Re: [gutvol-d] Posting TEI

20 Oct 2004

      On Wed, Oct 20, 2004 at 09:35:11PM +0200, Marcello Perathoner wrote:
...
Jim Tinsley wrote:
...
Nobody has an objection to valid TEI texts, but valid TEI texts alone
_are not enough_. An XML file that cannot be read (by an actual human)
is as useful as a lock with no key.
Not so. Having a TEI text posted would enable third-party developers to 
come up with their own converter solutions eve if we didn't get very far 
with ours. There are a lot of people around who already convert the text 
files into other formats. Their jobs would get much easier.
I really do not mean to be disrepectful when I -- speaking for myself --
say that I'm not interested in spending my time making developers' jobs
easier. That's not what I'm here for. We have text, and HTML, both
proven and well-supported formats that we know how to work with and for
which we know there is a demand. I'll stick to those until we can see
a way clear through to making successful XML.
...
...
I really no longer give any headroom at all to the approach "Post XML
Now Because That Is The One True Way And We'll Figure Out How To Read
It Later." If for no other reason, then because the most important
part of the WW job is to check the texts before posting, and if we
can't read it, we can't find the errors, and if we can't find the
errors, we can't fix 'em.
A TEI text is basically a text file. So you can read it in any editor. 
If you use emacs you can also validate the TEI file against the DTD 
without leaving the editor.
A perfectly valid TEI file with no spelling errors should be good enough 
to post.
Correct spelling is necessary but not sufficient.
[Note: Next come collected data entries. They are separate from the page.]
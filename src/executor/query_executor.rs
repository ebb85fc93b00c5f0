use crate::error::{DashboardError, Result};
use crate::store::{Dialect, Param, QueryResult, Store};
use std::sync::Arc;
use std::time::Instant;
use tracing::{debug, warn};

#[derive(Clone)]
pub struct QueryExecutor {
    store: Arc<dyn Store>,
}

impl QueryExecutor {
    pub fn new(store: Arc<dyn Store>) -> Self {
        Self { store }
    }

    pub fn dialect(&self) -> Dialect {
        self.store.dialect()
    }

    pub async fn execute(&self, sql: &str) -> Result<QueryResult> {
        self.execute_with(sql, &[]).await
    }

    /// The text goes to the engine unchanged; only blank input is refused.
    pub async fn execute_with(&self, sql: &str, params: &[Param]) -> Result<QueryResult> {
        if sql.trim().is_empty() {
            return Err(DashboardError::EmptyQuery);
        }

        let started = Instant::now();
        match self.store.query(sql, params).await {
            Ok(result) => {
                debug!(
                    rows = result.row_count(),
                    columns = result.column_count(),
                    elapsed_ms = started.elapsed().as_millis() as u64,
                    "Query executed"
                );
                Ok(result)
            }
            Err(e) => {
                warn!(
                    error = %e,
                    elapsed_ms = started.elapsed().as_millis() as u64,
                    "Query failed"
                );
                Err(e)
            }
        }
    }
}
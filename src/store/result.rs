use super::value::{DataType, Value};
use std::collections::HashSet;

#[derive(Debug, Clone, PartialEq)]
pub struct Column {
    pub name: String,
    pub data_type: DataType,
    pub values: Vec<Value>,
}

impl Column {
    pub fn is_numeric(&self) -> bool {
        self.data_type.is_numeric()
    }
}

#[derive(Debug, Clone, Default, PartialEq)]
pub struct QueryResult {
    columns: Vec<Column>,
    row_count: usize,
}

impl QueryResult {
    /// Builds a result from a header and row-major data. Duplicate column
    /// names get a numeric suffix so every name is unique.
    pub fn from_rows(header: Vec<(String, DataType)>, rows: Vec<Vec<Value>>) -> Self {
        let row_count = rows.len();
        let mut seen: HashSet<String> = HashSet::with_capacity(header.len());
        let mut columns: Vec<Column> = header
            .into_iter()
            .map(|(name, data_type)| {
                let name = unique_name(name, &mut seen);
                Column {
                    name,
                    data_type,
                    values: Vec::with_capacity(row_count),
                }
            })
            .collect();

        for row in rows {
            let mut cells = row.into_iter();
            for column in columns.iter_mut() {
                column.values.push(cells.next().unwrap_or(Value::Null));
            }
        }

        Self { columns, row_count }
    }

    pub fn columns(&self) -> &[Column] {
        &self.columns
    }

    pub fn column(&self, name: &str) -> Option<&Column> {
        self.columns.iter().find(|c| c.name == name)
    }

    pub fn column_names(&self) -> Vec<&str> {
        self.columns.iter().map(|c| c.name.as_str()).collect()
    }

    pub fn numeric_columns(&self) -> Vec<&str> {
        self.columns
            .iter()
            .filter(|c| c.is_numeric())
            .map(|c| c.name.as_str())
            .collect()
    }

    pub fn row_count(&self) -> usize {
        self.row_count
    }

    pub fn column_count(&self) -> usize {
        self.columns.len()
    }

    pub fn is_empty(&self) -> bool {
        self.row_count == 0
    }

    pub fn cell(&self, row: usize, column: usize) -> Option<&Value> {
        self.columns.get(column).and_then(|c| c.values.get(row))
    }

    pub fn row(&self, row: usize) -> Option<Vec<&Value>> {
        if row >= self.row_count {
            return None;
        }
        Some(self.columns.iter().map(|c| &c.values[row]).collect())
    }

    pub fn scalar(&self) -> Option<&Value> {
        self.cell(0, 0)
    }
}

fn unique_name(name: String, seen: &mut HashSet<String>) -> String {
    if seen.insert(name.clone()) {
        return name;
    }
    let mut n = 1;
    loop {
        let candidate = format!("{}_{}", name, n);
        if seen.insert(candidate.clone()) {
            return candidate;
        }
        n += 1;
    }
}

pub fn infer_type(values: &[Value]) -> DataType {
    let mut inferred: Option<DataType> = None;
    for value in values {
        let Some(ty) = value.data_type() else {
            continue;
        };
        inferred = Some(match (inferred, ty) {
            (None, ty) => ty,
            (Some(prev), ty) if prev == ty => prev,
            (Some(DataType::Integer), DataType::Float) | (Some(DataType::Float), DataType::Integer) => {
                DataType::Float
            }
            _ => DataType::Text,
        });
    }
    inferred.unwrap_or(DataType::Unknown)
}
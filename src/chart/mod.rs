mod kind;
mod selector;

pub use kind::{ChartKind, DualChart, Shape, SingleChart};
pub use selector::{ChartRequest, ChartSelector, ColumnChoices};
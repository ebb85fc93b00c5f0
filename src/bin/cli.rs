use clap::{Parser, Subcommand};
use colored::Colorize;
use foodboard::{
    connect, export_chart, ChartKind, ColumnChoices, Dashboard, DashboardConfig, DashboardError,
    InteractiveRepl, Page, QueryExecutor, ReplSession, Result, SessionContext, TerminalSurface,
    DATABASE_URL_ENV,
};
use chrono::NaiveDate;
use std::path::PathBuf;
use std::process::ExitCode;
use tracing::error;
use tracing_subscriber::EnvFilter;

#[derive(Parser)]
#[command(name = "foodboard")]
#[command(about = "Local food wastage management dashboard")]
#[command(version)]
struct Cli {
    /// Database URL (postgres://..., sqlite:PATH or a .db file)
    #[arg(long, env = DATABASE_URL_ENV, global = true)]
    database_url: Option<String>,

    /// YAML configuration file
    #[arg(short, long, global = true)]
    config: Option<PathBuf>,

    /// Log at debug level
    #[arg(short, long, global = true)]
    verbose: bool,

    #[command(subcommand)]
    command: Option<Commands>,
}

#[derive(Subcommand)]
enum Commands {
    /// Render one dashboard page
    Page {
        /// overview, providers, receivers, food-listings, claims, analytics
        name: Page,

        /// Reference date for near-expiry listings (YYYY-MM-DD)
        #[arg(long)]
        date: Option<NaiveDate>,
    },

    /// Run an ad-hoc SQL query and visualize the result
    Query {
        sql: String,

        /// Chart type (table, bar, line, area, pie, donut, combo,
        /// clustered-bar, dual-axis, kpi)
        #[arg(long, default_value = "select")]
        chart: ChartKind,

        #[arg(long)]
        x: Option<String>,

        #[arg(long)]
        y: Option<String>,

        /// Second measure for combo, clustered-bar and dual-axis charts
        #[arg(long)]
        y2: Option<String>,

        /// Write the chart as Vega-Lite JSON
        #[arg(long)]
        chart_out: Option<PathBuf>,
    },

    /// Interactive console (default)
    Console,
}

fn init_tracing(verbose: bool) {
    let default = if verbose { "foodboard=debug" } else { "foodboard=warn" };
    let filter = EnvFilter::try_from_default_env().unwrap_or_else(|_| EnvFilter::new(default));
    tracing_subscriber::fmt()
        .with_env_filter(filter)
        .with_writer(std::io::stderr)
        .init();
}

#[tokio::main]
async fn main() -> ExitCode {
    let cli = Cli::parse();
    init_tracing(cli.verbose);

    if !atty::is(atty::Stream::Stdout) {
        colored::control::set_override(false);
    }

    match run(cli).await {
        Ok(code) => code,
        Err(e) => {
            if !e.is_recoverable() {
                error!(error = %e, "foodboard failed");
            }
            eprintln!("{}", format!("Error: {}", e).red());
            ExitCode::FAILURE
        }
    }
}

async fn run(cli: Cli) -> Result<ExitCode> {
    let config = match &cli.config {
        Some(path) => DashboardConfig::load(path)?,
        None => DashboardConfig::default(),
    };

    let url = config.database_url(cli.database_url.as_deref());
    let store = connect(&url).await?;
    let dashboard = Dashboard::new(QueryExecutor::new(store));
    let surface = TerminalSurface::new(config.chart_width, config.max_table_rows);
    let mut context = SessionContext::new(config.reference_date);

    match cli.command.unwrap_or(Commands::Console) {
        Commands::Page { name, date } => {
            if let Some(date) = date {
                context.reference_date = date;
            }
            context.page = name;
            let blocks = dashboard.render(&context).await;
            surface.print(&blocks)?;
            Ok(exit_code(&blocks))
        }
        Commands::Query {
            sql,
            chart,
            x,
            y,
            y2,
            chart_out,
        } => {
            context.page = Page::Query;
            context.run_query(dashboard.executor(), &sql).await;
            context.set_chart(chart, ColumnChoices::new(x, y, y2));
            let blocks = dashboard.render(&context).await;
            surface.print(&blocks)?;

            if let Some(path) = chart_out {
                if !export_chart(&blocks, &path)? {
                    return Err(DashboardError::ChartRejected(
                        "No chart was rendered; nothing written".to_string(),
                    ));
                }
            }
            Ok(exit_code(&blocks))
        }
        Commands::Console => {
            let session = ReplSession::new(dashboard, context);
            InteractiveRepl::new(session, surface)
                .with_history(config.history_path())
                .run()
                .await?;
            Ok(ExitCode::SUCCESS)
        }
    }
}

/// One-shot commands fail when any block reports an error.
fn exit_code(blocks: &[foodboard::Block]) -> ExitCode {
    if blocks.iter().any(|b| b.is_error()) {
        ExitCode::FAILURE
    } else {
        ExitCode::SUCCESS
    }
}
use thiserror::Error;

#[derive(Error, Debug)]
pub enum DashboardError {
    #[error("{0}")]
    QueryFailed(String),

    #[error("{0}")]
    ChartRejected(String),

    #[error("Query returned no rows")]
    EmptyResult,

    #[error("Please enter a query.")]
    EmptyQuery,

    #[error("Connection error: {0}")]
    Connection(String),

    #[error("Configuration error: {0}")]
    Config(String),

    #[error("Console error: {0}")]
    Console(String),

    #[error("IO error: {0}")]
    Io(#[from] std::io::Error),

    #[error("YAML parse error: {0}")]
    Yaml(#[from] serde_yaml::Error),

    #[error("JSON error: {0}")]
    Json(#[from] serde_json::Error),
}

impl DashboardError {
    pub fn is_recoverable(&self) -> bool {
        matches!(
            self,
            DashboardError::QueryFailed(_)
                | DashboardError::ChartRejected(_)
                | DashboardError::EmptyResult
                | DashboardError::EmptyQuery
        )
    }
}

pub type Result<T> = std::result::Result<T, DashboardError>;

#[cfg(test)]
mod tests {
    use super::*;

    #[test]
    fn test_engine_message_shown_verbatim() {
        let err = DashboardError::QueryFailed(r#"ERROR: syntax error at or near "SELEKT""#.into());
        assert_eq!(err.to_string(), r#"ERROR: syntax error at or near "SELEKT""#);
    }

    #[test]
    fn test_recoverable_split() {
        assert!(DashboardError::EmptyResult.is_recoverable());
        assert!(DashboardError::ChartRejected("x".into()).is_recoverable());
        assert!(!DashboardError::Connection("refused".into()).is_recoverable());
        assert!(!DashboardError::Config("bad".into()).is_recoverable());
    }
}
I don't know about
other people, but I most commonly find errors by skimming the text.
I can't do that with XML. Also, the validity of the XML gives me
no comfort at all that, say, paragraphs are sensibly separated. I can
do that with text or HTML to a high degree of accuracy, because I can
read them naturally in a viewer program. There are many such types of
problems that I can detect by eye quite quickly -- provided I am seeing
the text laid out in a natural way.
...
What you expect from us TEI developers is that we produce the 150% 
perfect solution before you even consider starting to post files. That 
is not the way software development works.
Not 150%, surely! :-)

And it may not be the way software development works, but then we're not
a software development project. HTML already works. TeX already works.
I've spent enough of my hours trying to get XML to work; I now leave
that to others.
...
And this attitude is in my opinion the main cause why we have gotten 
nowhere with TEI in the last 3 years.
Lets start now with a version 0.0.1 of the TEI process. Of course at 
some later time we'll have to do all the posted files over again. 
Probably more than once. But its better than sitting here and playing 
with bowerbird
. . . or vice-versa? :-) . . .
...
because we are bored.
Anyway, I disagree with your substantive point above. I say that until we
have (or SOMEBODY has) a . . . . OK, a 90% solution, we should not post.
...
...
Next, we need a process, using open-source, cross-platform tools --
the standarder the better -- to convert that XML into, at a minimum,
plain text and HTML. Other formats are welcome but optional. That
process must work for _all_ teixlite files, not just ones that are
specially cooked, using constraints not specified within the chosen
DTD. Here's where we hit the rocks today.
TEI defines a standard way to extend the DTD. I used this standard way 
to extend the TEI DTD into what I called PGTEI. This still is a 
perfectly valid TEI DTD according to the TEI specs.
...
I don't want to imply specific means from which this process is to be
constructed. Obviously XSLT is one possible approach, but I certainly
do not want to imply limitations on what that process should use. The
only things we must have -- both for our own internal practical
purposes and for the use of future readers -- is that it should work
reliably on _all_ texts that conform to the XML DTD chosen, be open
source, and be cross-platform. A reader needs to be able to tweak the
transform and re-run on her own desktop.
You misunderstand what a DTD is. It just gives you syntactical 
correctness. I can cook up a perfectly valid XHTML file which is 
semantically bogus:
<div><h6>1</h6>
   <div><h5>1.1</h5>
      <div><h4>1.1.1</h4>
        ...
      </div>
   </div>
 </div>
This is valid HTML (didn't bother to check) but will render not so well.
You cannot build a conversion tool that will produce good results on all 
syntactically valid TEI files, like you cannot build a browser that will 
make sense out of semantically bogus HTML files.
I think one of us is not understanding the other, or perhaps both. I'm pretty
sure I did not misunderstand what a DTD is. I do understand that an XML file
that is valid just means that it is syntactically correct. This is actually
the same point I made above: the fact that the XML is valid does not mean 
that paragraph breaks are in the right place -- which is one of the reasons
why I must be able to convert it to something I can read in order to check it.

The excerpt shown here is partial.